What is a personal injury case?
A personal injury case is when one person files a case against another, claiming that they were injured as the result of negligence by the other party. The case is filed in court and a trial date is set.
How does a personal injury case get started?
First, the injured person should file a personal injury claim. Typically, there is a statute of limitations that determines how long a person has after their injury to file. Typically, this statute of limitations is two years.
Once the case is filed in court, the other side is served with a copy of the paperwork. They will then file a reply. Then, both sides have time to build their case and contact witnesses and gather evidence. Preliminary motions can be brought to the court if either side desires to do so.
How likely is it that a personal injury case goes to trial?
According to Matthew Landau, founder of a personal injury law firm in Florida, most personal injury cases don’t actually make it to their trial date. Typically, a settlement is agreed upon before that date arrives. It is often beneficial for both sides to settle rather than use resources battling in court. The stronger a person’s case is for their claim of damages, the more likely the opposition will try to settle.

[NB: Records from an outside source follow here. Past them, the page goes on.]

//! Discrete and continuous uniform distributions.

use crate::distribution::{ContinuousDistribution, DiscreteDistribution};
use crate::moments::{Moments, Summary};
use crate::random::UniformSource;
use st_core::{ensure, errors::Result, Natural, Probability, Real};

/// Discrete uniform distribution on the integers `a ..= b`.
#[derive(Debug, Clone, Copy, PartialEq, Eq)]
pub struct DiscreteUniform {
    lower: i64,
    upper: i64,
}

impl DiscreteUniform {
    /// Create a discrete uniform distribution on `lower ..= upper`.
    ///
    /// Outcomes are addressed as naturals, so the support must be
    /// non-negative.
    pub fn new(lower: i64, upper: i64) -> Result<Self> {
        ensure!(lower >= 0, "lower bound must be non-negative, got {lower}");
        ensure!(
            lower <= upper,
            "lower bound {lower} must not exceed upper bound {upper}"
        );
        Ok(Self { lower, upper })
    }

    /// Inclusive lower bound.
    pub fn lower(&self) -> i64 {
        self.lower
    }

    /// Inclusive upper bound.
    pub fn upper(&self) -> i64 {
        self.upper
    }

    fn count(&self) -> Real {
        (self.upper - self.lower + 1) as Real
    }
}

impl DiscreteDistribution for DiscreteUniform {
    fn pmf(&self, k: Natural) -> Real {
        let k = k as i64;
        if k < self.lower || k > self.upper {
            0.0
        } else {
            1.0 / self.count()
        }
    }

    fn cdf(&self, x: Real) -> Real {
        if x.is_nan() {
            return Real::NAN;
        }
        let k = x.floor();
        if k < self.lower as Real {
            0.0
        } else if k >= self.upper as Real {
            1.0
        } else {
            (k - self.lower as Real + 1.0) / self.count()
        }
    }

    fn ppf(&self, p: Probability) -> Real {
        if !(0.0..=1.0).contains(&p) {
            return Real::NAN;
        }
        if p == 0.0 {
            return self.lower as Real;
        }
        self.lower as Real - 1.0 + (p * self.count()).ceil()
    }

    fn summary(&self, which: Moments) -> Summary {
        let n = self.count();
        Summary::build(
            which,
            || (self.lower + self.upper) as Real / 2.0,
            || (n * n - 1.0) / 12.0,
            || 0.0,
            || -6.0 * (n * n + 1.0) / (5.0 * (n * n - 1.0)),
        )
    }

    fn rvs(&self, src: &mut dyn UniformSource) -> Natural {
        let k = self.lower + (src.next_uniform() * self.count()) as i64;
        k.min(self.upper) as Natural
    }
}

/// Continuous uniform distribution on the interval `[a, b]`.
#[derive(Debug, Clone, Copy, PartialEq)]
pub struct ContinuousUniform {
    lower: Real,
    upper: Real,
}

impl ContinuousUniform {
    /// Create a continuous uniform distribution on `[lower, upper]`.
    pub fn new(lower: Real, upper: Real) -> Result<Self> {
        ensure!(
            lower.is_finite() && upper.is_finite(),
            "bounds must be finite, got [{lower}, {upper}]"
        );
        ensure!(
            lower < upper,
            "lower bound {lower} must be below upper bound {upper}"
        );
        Ok(Self { lower, upper })
    }

    /// Lower bound.
    pub fn lower(&self) -> Real {
        self.lower
    }

    /// Upper bound.
    pub fn upper(&self) -> Real {
        self.upper
    }

    fn width(&self) -> Real {
        self.upper - self.lower
    }
}

impl ContinuousDistribution for ContinuousUniform {
    fn pdf(&self, x: Real) -> Real {
        if x < self.lower || x > self.upper {
            0.0
        } else {
            1.0 / self.width()
        }
    }

    fn cdf(&self, x: Real) -> Real {
        if x.is_nan() {
            return Real::NAN;
        }
        ((x - self.lower) / self.width()).clamp(0.0, 1.0)
    }

    fn ppf(&self, p: Probability) -> Real {
        if !(0.0..=1.0).contains(&p) {
            return Real::NAN;
        }
        self.lower + p * self.width()
    }

    fn summary(&self, which: Moments) -> Summary {
        let w = self.width();
        Summary::build(
            which,
            || (self.lower + self.upper) / 2.0,
            || w * w / 12.0,
            || 0.0,
            || -6.0 / 5.0,
        )
    }

    fn rvs(&self, src: &mut dyn UniformSource) -> Real {
        self.lower + src.next_uniform() * self.width()
    }
}
//! Gamma distribution.

use crate::distribution::{newton_on_cdf, ContinuousDistribution};
use crate::moments::{Moments, Summary};
use crate::random::UniformSource;
use st_core::{ensure, errors::Result, Probability, Real};
use st_special::gamma::{gamma, inverse_lower_gamma, lower_gamma};

/// Gamma distribution with shape `k` and scale `θ`.
#[derive(Debug, Clone, Copy, PartialEq)]
pub struct Gamma {
    shape: Real,
    scale: Real,
}

impl Gamma {
    /// Create a gamma distribution with the given shape and scale.
    pub fn new(shape: Real, scale: Real) -> Result<Self> {
        ensure!(
            shape.is_finite() && shape > 0.0,
            "shape must be positive, got {shape}"
        );
        ensure!(
            scale.is_finite() && scale > 0.0,
            "scale must be positive, got {scale}"
        );
        Ok(Self { shape, scale })
    }

    /// Shape parameter k.
    pub fn shape(&self) -> Real {
        self.shape
    }

    /// Scale parameter θ.
    pub fn scale(&self) -> Real {
        self.scale
    }
}

impl ContinuousDistribution for Gamma {
    fn pdf(&self, x: Real) -> Real {
        if x < 0.0 {
            return 0.0;
        }
        let k = self.shape;
        let t = self.scale;
        x.powf(k - 1.0) * (-x / t).exp() / (gamma(k) * t.powf(k))
    }

    fn cdf(&self, x: Real) -> Real {
        if x <= 0.0 {
            return 0.0;
        }
        lower_gamma(self.shape, x / self.scale) / gamma(self.shape)
    }

    fn ppf(&self, p: Probability) -> Real {
        if !(0.0..=1.0).contains(&p) {
            return Real::NAN;
        }
        if p == 0.0 {
            return 0.0;
        }
        if p == 1.0 {
            return Real::INFINITY;
        }
        let x = self.scale * inverse_lower_gamma(self.shape, p * gamma(self.shape));
        if x.is_finite() && x > 0.0 && (self.cdf(x) - p).abs() < 1.0e-6 {
            return x;
        }
        // The secant inverse wandered; fall back to safe Newton on the
        // cdf with the density as derivative.
        newton_on_cdf(self, p)
    }

    fn summary(&self, which: Moments) -> Summary {
        let k = self.shape;
        let t = self.scale;
        Summary::build(
            which,
            || k * t,
            || k * t * t,
            || 2.0 / k.sqrt(),
            || 6.0 / k,
        )
    }

    fn rvs(&self, src: &mut dyn UniformSource) -> Real {
        self.ppf(src.next_open())
    }
}
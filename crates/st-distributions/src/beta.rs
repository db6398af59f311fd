//! Beta distribution.

use crate::distribution::ContinuousDistribution;
use crate::moments::{Moments, Summary};
use crate::random::UniformSource;
use st_core::{ensure, errors::Result, Probability, Real};
use st_special::beta::{
    beta as beta_fn, inverse_regularized_incomplete_beta, regularized_incomplete_beta,
};

/// Beta distribution with shape parameters `α` and `β` on [0, 1].
#[derive(Debug, Clone, Copy, PartialEq)]
pub struct Beta {
    alpha: Real,
    beta: Real,
}

impl Beta {
    /// Create a beta distribution with the given shape parameters.
    pub fn new(alpha: Real, beta: Real) -> Result<Self> {
        ensure!(
            alpha.is_finite() && alpha > 0.0,
            "alpha must be positive, got {alpha}"
        );
        ensure!(
            beta.is_finite() && beta > 0.0,
            "beta must be positive, got {beta}"
        );
        Ok(Self { alpha, beta })
    }

    /// Shape parameter α.
    pub fn alpha(&self) -> Real {
        self.alpha
    }

    /// Shape parameter β.
    pub fn beta(&self) -> Real {
        self.beta
    }
}

impl ContinuousDistribution for Beta {
    fn pdf(&self, x: Real) -> Real {
        if !(0.0..=1.0).contains(&x) {
            return 0.0;
        }
        x.powf(self.alpha - 1.0) * (1.0 - x).powf(self.beta - 1.0)
            / beta_fn(self.alpha, self.beta)
    }

    fn cdf(&self, x: Real) -> Real {
        if x <= 0.0 {
            return 0.0;
        }
        if x >= 1.0 {
            return 1.0;
        }
        regularized_incomplete_beta(self.alpha, self.beta, x)
    }

    fn ppf(&self, p: Probability) -> Real {
        if !(0.0..=1.0).contains(&p) {
            return Real::NAN;
        }
        inverse_regularized_incomplete_beta(self.alpha, self.beta, p)
    }

    fn summary(&self, which: Moments) -> Summary {
        let a = self.alpha;
        let b = self.beta;
        Summary::build(
            which,
            || a / (a + b),
            || a * b / ((a + b) * (a + b) * (a + b + 1.0)),
            || 2.0 * (b - a) * (a + b + 1.0).sqrt() / ((a + b + 2.0) * (a * b).sqrt()),
            || {
                6.0 * ((a - b) * (a - b) * (a + b + 1.0) - a * b * (a + b + 2.0))
                    / (a * b * (a + b + 2.0) * (a + b + 3.0))
            },
        )
    }

    fn rvs(&self, src: &mut dyn UniformSource) -> Real {
        self.ppf(src.next_open())
    }
}
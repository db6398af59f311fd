//! Exact factorials, permutations, and combinations.

use st_core::{Natural, Real};

/// The factorial x!.
///
/// Values below 1 return 1; non-integer arguments are evaluated at the
/// integer part (the floor).  The result is accumulated as a `Real` so
/// that arguments beyond 20 do not wrap.
pub fn factorial(x: Real) -> Real {
    if x.is_nan() {
        return Real::NAN;
    }
    let mut product = 1.0;
    let mut i = 1.0;
    while i <= x.floor() {
        product *= i;
        i += 1.0;
    }
    product
}

/// The number of ways of choosing `r` objects from `n` where order
/// matters: n! / (n − r)!.
pub fn permutations(n: Natural, r: Natural) -> Real {
    if r > n {
        return 0.0;
    }
    factorial(n as Real) / factorial((n - r) as Real)
}

/// The number of ways of choosing `r` objects from `n` where order does
/// not matter: n! / (r!·(n − r)!).
pub fn combinations(n: Natural, r: Natural) -> Real {
    if r > n {
        return 0.0;
    }
    permutations(n, r) / factorial(r as Real)
}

However, some cases do go to trial, so you will need to be prepared for that possibility. If there is a major disagreement with the facts surrounding the case, or if there is a contested legal issue, the opposition may decide to take the case to court.
How do I know how much a case is worth?
Every personal injury case has concrete damages and subjective damages. Concrete damages are those that can be proven with receipts, documented lost wages, and other such evidence that can be substantially proven. Subjective damages are those that cannot be proven. These often include pain and suffering.
Determining how much a case is worth requires both the objective and subjective damages to be added together. Since the subjective amount can vary depending on opinion, this is the most difficult part about determining how much a case is worth. A good rule of thumb is to assume that the sum of the concrete damages is the minimum worth of the case, and any subjective damages can be added from there.
How long does a settlement take?
The length of time it takes to get a settlement depends on the individual circumstances of the case. Some cases can be settled in a few weeks, while others can take much longer. The more complicated the case is, the longer it is likely to take. A settlement can be made up until the judge or jury decides upon a verdict.